• Your instructions:
State, as one number, how many lines in these records hold "HoldingRegisterBank".

|---|

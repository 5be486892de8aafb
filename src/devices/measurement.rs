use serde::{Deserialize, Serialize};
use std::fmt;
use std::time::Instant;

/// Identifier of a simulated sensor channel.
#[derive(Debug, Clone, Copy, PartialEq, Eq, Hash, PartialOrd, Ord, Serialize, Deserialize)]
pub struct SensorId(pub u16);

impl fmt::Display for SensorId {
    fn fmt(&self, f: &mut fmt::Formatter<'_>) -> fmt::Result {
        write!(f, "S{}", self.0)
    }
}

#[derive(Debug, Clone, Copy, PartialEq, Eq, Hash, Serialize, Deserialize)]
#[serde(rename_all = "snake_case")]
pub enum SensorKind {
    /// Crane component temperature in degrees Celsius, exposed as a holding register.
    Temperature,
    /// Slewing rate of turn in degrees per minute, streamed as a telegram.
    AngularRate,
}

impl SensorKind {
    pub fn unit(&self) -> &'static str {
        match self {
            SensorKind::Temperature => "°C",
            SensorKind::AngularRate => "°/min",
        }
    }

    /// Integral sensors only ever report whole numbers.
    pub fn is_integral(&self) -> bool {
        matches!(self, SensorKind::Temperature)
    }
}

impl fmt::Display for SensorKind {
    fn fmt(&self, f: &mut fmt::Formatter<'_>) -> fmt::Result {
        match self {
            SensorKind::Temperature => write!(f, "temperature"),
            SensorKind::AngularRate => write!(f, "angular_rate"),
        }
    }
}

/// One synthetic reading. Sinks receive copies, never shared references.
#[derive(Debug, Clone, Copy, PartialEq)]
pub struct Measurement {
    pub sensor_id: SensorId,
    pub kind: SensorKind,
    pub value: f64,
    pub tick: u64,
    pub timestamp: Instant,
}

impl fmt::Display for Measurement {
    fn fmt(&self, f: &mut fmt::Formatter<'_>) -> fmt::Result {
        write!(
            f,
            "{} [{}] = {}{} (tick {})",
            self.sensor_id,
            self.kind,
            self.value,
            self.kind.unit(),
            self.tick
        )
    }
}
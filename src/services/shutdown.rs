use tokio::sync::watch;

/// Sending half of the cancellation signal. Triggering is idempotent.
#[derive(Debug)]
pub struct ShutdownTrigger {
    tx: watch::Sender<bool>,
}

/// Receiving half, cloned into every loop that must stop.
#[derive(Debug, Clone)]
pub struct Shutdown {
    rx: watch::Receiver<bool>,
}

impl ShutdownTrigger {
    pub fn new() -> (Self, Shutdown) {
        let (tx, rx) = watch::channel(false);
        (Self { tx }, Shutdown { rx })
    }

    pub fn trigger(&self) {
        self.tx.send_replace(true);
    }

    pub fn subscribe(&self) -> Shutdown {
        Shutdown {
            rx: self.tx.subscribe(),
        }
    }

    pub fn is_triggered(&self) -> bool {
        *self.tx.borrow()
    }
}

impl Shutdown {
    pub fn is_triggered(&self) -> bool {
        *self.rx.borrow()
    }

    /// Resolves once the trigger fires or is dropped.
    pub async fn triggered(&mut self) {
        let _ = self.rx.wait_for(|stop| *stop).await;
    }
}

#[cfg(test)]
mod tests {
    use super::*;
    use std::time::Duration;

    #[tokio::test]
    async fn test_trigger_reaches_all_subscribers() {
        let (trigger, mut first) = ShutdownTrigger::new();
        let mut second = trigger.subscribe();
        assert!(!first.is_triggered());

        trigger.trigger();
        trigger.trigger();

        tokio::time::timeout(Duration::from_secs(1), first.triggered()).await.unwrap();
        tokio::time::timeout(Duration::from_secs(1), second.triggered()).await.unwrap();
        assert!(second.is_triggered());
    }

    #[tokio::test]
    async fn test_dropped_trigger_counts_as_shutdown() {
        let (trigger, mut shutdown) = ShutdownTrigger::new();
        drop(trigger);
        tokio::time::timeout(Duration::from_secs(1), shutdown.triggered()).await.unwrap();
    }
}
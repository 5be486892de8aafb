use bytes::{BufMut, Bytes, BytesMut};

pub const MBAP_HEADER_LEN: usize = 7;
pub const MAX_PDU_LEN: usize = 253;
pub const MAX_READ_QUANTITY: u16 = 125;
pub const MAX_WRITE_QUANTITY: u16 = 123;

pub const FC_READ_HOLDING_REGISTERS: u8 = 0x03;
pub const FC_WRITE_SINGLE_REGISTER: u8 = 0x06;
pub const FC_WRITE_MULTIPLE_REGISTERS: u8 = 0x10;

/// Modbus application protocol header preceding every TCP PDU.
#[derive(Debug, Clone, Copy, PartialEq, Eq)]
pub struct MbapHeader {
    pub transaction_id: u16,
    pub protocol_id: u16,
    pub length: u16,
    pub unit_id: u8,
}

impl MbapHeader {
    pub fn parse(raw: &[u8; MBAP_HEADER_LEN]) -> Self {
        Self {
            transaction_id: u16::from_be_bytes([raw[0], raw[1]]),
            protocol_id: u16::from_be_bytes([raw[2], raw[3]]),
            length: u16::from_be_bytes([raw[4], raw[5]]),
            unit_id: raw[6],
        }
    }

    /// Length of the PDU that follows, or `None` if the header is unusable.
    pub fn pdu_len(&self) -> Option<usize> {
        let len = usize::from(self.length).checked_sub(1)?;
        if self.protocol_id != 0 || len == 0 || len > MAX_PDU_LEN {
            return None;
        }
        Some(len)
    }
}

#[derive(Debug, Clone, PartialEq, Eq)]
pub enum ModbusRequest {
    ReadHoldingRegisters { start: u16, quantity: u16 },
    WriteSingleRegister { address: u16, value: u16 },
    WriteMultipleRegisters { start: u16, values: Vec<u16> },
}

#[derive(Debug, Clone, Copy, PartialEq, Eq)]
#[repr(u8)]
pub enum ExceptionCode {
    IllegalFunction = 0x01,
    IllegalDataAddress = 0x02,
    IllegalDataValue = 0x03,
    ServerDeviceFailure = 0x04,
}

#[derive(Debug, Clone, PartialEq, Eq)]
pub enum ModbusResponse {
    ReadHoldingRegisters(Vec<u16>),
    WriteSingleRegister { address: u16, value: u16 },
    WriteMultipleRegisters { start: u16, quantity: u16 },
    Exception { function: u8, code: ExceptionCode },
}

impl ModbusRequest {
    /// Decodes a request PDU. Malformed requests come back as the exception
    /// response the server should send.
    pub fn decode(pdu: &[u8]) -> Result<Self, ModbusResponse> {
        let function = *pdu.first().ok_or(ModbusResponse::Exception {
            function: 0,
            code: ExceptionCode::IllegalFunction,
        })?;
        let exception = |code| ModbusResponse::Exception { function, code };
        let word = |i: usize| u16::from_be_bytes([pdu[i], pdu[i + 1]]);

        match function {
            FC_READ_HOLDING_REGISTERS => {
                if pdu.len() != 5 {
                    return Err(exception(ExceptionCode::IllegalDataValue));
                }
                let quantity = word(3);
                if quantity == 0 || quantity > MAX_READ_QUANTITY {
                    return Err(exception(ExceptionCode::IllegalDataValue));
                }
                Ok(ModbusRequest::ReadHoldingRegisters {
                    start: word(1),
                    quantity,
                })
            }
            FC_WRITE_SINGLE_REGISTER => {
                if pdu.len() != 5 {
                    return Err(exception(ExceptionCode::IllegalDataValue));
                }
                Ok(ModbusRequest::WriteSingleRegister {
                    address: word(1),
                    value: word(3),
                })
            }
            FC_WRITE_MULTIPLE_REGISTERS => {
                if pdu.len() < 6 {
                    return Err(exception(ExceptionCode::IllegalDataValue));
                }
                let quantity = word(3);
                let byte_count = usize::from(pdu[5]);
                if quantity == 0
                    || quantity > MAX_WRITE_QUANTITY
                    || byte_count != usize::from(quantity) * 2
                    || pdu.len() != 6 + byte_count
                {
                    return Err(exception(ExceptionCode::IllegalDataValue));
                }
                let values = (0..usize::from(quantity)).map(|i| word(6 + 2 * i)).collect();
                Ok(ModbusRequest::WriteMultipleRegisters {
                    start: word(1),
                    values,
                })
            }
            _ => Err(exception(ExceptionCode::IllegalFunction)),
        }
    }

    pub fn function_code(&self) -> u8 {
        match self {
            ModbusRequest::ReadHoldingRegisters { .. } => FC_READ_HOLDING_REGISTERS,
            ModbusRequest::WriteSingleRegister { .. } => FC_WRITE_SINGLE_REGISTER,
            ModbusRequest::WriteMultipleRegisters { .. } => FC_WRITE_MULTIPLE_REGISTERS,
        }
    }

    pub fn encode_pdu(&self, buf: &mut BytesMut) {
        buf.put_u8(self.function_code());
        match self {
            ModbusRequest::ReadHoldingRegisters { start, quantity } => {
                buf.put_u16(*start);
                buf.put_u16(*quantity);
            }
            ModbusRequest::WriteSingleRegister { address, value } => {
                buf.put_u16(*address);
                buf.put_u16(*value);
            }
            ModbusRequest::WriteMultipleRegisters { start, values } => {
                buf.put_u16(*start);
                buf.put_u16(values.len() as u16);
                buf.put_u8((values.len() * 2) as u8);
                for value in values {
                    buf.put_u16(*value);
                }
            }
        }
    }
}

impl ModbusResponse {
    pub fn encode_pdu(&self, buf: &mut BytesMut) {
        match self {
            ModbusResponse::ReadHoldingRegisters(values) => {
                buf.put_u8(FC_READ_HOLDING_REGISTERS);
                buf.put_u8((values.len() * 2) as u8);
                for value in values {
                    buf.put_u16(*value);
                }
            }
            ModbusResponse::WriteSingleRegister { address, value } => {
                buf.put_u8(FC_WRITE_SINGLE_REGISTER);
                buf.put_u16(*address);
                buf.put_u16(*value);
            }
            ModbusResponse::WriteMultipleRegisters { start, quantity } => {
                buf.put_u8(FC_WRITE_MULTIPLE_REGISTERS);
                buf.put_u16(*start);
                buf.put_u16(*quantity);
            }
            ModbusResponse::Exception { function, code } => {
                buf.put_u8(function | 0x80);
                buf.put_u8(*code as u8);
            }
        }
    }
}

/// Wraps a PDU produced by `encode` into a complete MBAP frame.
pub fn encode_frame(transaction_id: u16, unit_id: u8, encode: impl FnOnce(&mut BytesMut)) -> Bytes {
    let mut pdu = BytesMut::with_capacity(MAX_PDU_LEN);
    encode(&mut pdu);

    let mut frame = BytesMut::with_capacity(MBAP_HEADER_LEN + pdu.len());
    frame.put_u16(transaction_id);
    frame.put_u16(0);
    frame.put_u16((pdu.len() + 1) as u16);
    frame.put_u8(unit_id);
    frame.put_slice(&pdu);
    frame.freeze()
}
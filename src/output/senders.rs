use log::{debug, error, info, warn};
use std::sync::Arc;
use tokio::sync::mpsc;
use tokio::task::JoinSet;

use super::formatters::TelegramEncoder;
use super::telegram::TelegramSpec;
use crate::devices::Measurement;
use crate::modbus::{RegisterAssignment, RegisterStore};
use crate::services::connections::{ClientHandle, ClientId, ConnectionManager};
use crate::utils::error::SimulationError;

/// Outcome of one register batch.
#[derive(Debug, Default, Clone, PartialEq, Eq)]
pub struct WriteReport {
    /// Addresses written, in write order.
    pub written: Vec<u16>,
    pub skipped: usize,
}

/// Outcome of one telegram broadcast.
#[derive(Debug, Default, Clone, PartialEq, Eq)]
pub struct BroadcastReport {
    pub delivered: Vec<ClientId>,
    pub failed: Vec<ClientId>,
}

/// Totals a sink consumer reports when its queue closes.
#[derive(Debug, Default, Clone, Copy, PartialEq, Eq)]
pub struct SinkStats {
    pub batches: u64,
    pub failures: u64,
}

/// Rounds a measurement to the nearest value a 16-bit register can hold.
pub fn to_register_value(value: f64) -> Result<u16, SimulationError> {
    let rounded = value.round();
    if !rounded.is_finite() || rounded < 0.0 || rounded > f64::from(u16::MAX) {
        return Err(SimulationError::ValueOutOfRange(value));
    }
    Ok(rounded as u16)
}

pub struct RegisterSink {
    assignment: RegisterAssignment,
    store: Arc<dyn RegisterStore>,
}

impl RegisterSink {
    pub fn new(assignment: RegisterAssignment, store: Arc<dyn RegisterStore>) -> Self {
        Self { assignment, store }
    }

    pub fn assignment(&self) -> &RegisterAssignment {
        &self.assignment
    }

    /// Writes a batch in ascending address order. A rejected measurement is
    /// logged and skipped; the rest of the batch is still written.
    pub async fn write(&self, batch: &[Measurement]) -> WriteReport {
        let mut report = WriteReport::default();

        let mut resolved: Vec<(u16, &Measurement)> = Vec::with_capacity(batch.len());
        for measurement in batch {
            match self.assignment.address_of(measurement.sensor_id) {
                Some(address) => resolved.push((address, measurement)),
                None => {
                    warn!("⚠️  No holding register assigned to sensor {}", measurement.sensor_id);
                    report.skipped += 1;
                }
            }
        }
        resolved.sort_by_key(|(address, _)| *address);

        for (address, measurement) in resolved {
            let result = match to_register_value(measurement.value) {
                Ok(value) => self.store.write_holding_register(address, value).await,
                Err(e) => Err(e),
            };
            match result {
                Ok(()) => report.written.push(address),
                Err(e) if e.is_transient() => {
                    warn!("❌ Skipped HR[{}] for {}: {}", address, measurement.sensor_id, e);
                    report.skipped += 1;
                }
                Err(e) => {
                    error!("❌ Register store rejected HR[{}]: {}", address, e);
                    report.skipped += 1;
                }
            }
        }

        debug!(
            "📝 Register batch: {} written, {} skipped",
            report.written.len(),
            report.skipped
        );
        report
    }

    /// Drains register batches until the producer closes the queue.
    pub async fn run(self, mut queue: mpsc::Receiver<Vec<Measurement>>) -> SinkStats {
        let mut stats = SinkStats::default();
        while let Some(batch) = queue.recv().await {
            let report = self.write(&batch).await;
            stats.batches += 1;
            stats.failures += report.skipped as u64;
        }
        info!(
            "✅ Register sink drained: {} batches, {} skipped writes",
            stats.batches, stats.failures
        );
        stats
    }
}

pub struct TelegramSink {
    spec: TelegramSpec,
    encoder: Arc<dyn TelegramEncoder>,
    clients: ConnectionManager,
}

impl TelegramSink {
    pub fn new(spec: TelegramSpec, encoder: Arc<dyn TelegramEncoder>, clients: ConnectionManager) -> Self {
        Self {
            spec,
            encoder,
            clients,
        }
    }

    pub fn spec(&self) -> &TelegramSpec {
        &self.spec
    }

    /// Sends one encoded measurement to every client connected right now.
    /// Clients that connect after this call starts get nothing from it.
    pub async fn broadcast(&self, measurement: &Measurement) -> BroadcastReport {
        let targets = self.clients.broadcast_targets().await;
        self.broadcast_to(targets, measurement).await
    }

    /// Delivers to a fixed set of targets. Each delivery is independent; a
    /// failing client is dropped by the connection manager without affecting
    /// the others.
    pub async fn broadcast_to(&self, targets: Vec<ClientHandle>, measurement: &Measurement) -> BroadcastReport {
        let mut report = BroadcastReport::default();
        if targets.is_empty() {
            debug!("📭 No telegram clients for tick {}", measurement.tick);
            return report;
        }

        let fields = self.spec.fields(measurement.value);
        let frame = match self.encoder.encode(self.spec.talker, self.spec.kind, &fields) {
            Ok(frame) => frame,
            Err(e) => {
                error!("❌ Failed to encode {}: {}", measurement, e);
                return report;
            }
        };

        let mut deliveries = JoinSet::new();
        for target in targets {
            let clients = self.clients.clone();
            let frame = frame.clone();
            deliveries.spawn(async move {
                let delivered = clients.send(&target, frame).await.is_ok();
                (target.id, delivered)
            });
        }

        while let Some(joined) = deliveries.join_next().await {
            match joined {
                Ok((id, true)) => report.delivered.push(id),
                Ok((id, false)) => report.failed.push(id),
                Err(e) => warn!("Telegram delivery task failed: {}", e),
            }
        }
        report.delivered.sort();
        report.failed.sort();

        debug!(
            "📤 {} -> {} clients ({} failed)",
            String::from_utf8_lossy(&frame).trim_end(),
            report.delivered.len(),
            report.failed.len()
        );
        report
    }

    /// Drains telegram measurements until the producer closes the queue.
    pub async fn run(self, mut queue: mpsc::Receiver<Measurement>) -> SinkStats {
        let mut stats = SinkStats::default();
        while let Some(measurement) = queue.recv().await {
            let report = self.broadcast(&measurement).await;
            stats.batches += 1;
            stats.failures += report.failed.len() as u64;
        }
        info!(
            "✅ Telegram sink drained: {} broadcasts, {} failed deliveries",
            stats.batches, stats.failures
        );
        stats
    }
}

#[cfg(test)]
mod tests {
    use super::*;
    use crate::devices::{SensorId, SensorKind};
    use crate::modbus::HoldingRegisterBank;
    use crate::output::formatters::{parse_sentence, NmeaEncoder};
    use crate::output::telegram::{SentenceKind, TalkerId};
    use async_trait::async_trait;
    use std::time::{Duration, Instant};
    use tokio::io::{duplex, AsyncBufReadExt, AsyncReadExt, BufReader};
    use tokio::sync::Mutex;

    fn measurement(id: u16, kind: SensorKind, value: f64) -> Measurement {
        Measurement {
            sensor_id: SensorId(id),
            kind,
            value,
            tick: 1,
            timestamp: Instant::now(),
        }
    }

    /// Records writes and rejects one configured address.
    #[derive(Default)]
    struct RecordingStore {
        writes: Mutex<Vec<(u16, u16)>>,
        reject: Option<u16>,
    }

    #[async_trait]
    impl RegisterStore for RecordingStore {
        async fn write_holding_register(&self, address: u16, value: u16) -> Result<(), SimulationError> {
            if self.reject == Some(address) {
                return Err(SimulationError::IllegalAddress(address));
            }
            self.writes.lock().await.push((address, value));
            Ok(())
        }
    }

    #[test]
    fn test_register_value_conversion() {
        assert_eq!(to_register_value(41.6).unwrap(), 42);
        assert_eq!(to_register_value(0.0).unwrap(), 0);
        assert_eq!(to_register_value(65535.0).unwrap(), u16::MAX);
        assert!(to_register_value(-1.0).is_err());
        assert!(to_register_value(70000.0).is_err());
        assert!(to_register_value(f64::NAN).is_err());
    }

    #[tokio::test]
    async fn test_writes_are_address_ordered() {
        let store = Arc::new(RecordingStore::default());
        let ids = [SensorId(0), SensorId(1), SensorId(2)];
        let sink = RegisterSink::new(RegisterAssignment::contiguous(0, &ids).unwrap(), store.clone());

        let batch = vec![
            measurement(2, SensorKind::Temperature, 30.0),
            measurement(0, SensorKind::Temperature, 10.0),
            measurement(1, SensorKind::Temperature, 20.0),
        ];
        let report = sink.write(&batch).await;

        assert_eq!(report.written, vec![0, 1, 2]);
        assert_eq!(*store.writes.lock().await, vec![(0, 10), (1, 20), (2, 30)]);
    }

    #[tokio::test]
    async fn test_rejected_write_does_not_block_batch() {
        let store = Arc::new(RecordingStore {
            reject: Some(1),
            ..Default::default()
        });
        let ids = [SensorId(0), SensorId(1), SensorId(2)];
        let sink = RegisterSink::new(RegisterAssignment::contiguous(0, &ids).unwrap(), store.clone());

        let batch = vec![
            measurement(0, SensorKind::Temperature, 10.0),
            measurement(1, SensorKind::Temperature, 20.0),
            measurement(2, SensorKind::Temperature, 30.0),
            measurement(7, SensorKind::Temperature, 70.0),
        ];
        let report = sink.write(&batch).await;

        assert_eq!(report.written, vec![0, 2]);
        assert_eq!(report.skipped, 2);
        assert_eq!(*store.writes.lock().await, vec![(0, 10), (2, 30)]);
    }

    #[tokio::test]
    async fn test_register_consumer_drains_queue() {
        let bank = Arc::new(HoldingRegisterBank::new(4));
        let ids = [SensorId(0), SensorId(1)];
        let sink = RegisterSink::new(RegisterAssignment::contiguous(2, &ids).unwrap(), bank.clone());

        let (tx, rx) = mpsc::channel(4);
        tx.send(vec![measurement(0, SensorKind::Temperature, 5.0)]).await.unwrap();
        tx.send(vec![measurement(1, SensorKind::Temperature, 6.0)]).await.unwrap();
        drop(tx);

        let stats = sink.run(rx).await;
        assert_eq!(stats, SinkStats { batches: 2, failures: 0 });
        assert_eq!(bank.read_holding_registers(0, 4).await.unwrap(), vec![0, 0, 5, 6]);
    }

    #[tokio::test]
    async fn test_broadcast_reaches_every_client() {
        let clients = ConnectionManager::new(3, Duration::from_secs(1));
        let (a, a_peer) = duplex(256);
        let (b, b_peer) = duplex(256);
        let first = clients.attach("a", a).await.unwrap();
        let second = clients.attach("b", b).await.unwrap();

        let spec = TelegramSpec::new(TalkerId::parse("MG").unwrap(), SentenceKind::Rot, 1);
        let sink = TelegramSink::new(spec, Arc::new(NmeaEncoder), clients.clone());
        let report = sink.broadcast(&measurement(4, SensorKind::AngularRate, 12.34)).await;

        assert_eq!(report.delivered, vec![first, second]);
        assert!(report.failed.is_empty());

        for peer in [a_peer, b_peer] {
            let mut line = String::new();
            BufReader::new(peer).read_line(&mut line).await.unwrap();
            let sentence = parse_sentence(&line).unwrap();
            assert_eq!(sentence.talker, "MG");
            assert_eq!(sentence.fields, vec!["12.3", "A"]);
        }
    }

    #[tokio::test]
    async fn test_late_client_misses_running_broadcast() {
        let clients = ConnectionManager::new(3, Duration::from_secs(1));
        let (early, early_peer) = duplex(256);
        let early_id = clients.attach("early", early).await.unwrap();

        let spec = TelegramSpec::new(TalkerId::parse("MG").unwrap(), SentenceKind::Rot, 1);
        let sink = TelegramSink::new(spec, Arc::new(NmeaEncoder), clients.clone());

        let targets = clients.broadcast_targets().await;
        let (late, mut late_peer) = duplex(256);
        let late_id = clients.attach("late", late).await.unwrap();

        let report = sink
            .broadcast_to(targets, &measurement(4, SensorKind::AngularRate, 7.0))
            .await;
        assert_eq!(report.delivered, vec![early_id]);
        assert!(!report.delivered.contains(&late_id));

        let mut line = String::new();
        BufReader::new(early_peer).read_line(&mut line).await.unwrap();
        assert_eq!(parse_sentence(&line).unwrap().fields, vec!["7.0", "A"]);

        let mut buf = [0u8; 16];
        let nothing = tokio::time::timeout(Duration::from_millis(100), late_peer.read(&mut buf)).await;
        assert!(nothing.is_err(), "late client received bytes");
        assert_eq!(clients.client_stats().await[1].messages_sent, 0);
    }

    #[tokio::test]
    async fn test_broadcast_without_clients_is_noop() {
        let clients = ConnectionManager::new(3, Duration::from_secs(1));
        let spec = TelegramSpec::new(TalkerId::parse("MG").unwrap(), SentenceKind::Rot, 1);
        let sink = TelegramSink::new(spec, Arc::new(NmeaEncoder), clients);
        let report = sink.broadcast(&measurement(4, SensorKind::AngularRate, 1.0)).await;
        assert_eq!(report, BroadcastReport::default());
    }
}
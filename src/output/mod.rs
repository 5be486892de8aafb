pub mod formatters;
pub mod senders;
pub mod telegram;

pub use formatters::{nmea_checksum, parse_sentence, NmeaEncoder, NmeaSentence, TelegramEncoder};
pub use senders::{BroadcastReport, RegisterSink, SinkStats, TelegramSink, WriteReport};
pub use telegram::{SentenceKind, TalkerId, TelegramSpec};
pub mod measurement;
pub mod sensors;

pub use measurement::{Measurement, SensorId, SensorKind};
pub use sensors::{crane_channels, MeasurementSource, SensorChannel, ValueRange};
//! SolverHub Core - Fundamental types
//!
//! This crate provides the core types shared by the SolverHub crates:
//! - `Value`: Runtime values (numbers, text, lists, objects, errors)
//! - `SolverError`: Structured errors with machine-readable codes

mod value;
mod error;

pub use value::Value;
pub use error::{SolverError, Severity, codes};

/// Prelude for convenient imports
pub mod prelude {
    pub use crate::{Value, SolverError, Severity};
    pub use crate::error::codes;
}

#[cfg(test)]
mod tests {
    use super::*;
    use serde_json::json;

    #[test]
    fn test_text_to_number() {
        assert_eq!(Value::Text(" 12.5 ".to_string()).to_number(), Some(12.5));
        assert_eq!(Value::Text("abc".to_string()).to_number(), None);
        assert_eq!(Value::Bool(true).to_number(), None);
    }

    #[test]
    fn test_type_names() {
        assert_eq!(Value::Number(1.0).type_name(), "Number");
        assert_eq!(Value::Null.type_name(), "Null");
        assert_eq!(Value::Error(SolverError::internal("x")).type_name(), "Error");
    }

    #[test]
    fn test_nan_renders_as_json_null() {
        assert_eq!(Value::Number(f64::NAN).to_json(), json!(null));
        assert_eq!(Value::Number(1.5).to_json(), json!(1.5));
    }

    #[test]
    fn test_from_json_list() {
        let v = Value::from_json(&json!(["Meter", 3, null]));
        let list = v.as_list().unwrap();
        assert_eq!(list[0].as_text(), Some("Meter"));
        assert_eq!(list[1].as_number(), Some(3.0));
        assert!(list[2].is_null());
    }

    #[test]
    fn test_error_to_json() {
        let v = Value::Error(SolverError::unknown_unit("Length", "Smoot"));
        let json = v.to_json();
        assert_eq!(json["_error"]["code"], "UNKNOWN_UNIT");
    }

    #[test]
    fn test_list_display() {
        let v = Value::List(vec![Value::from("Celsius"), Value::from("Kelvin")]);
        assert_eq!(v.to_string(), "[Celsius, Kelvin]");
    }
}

|---|

• Response to the task:
2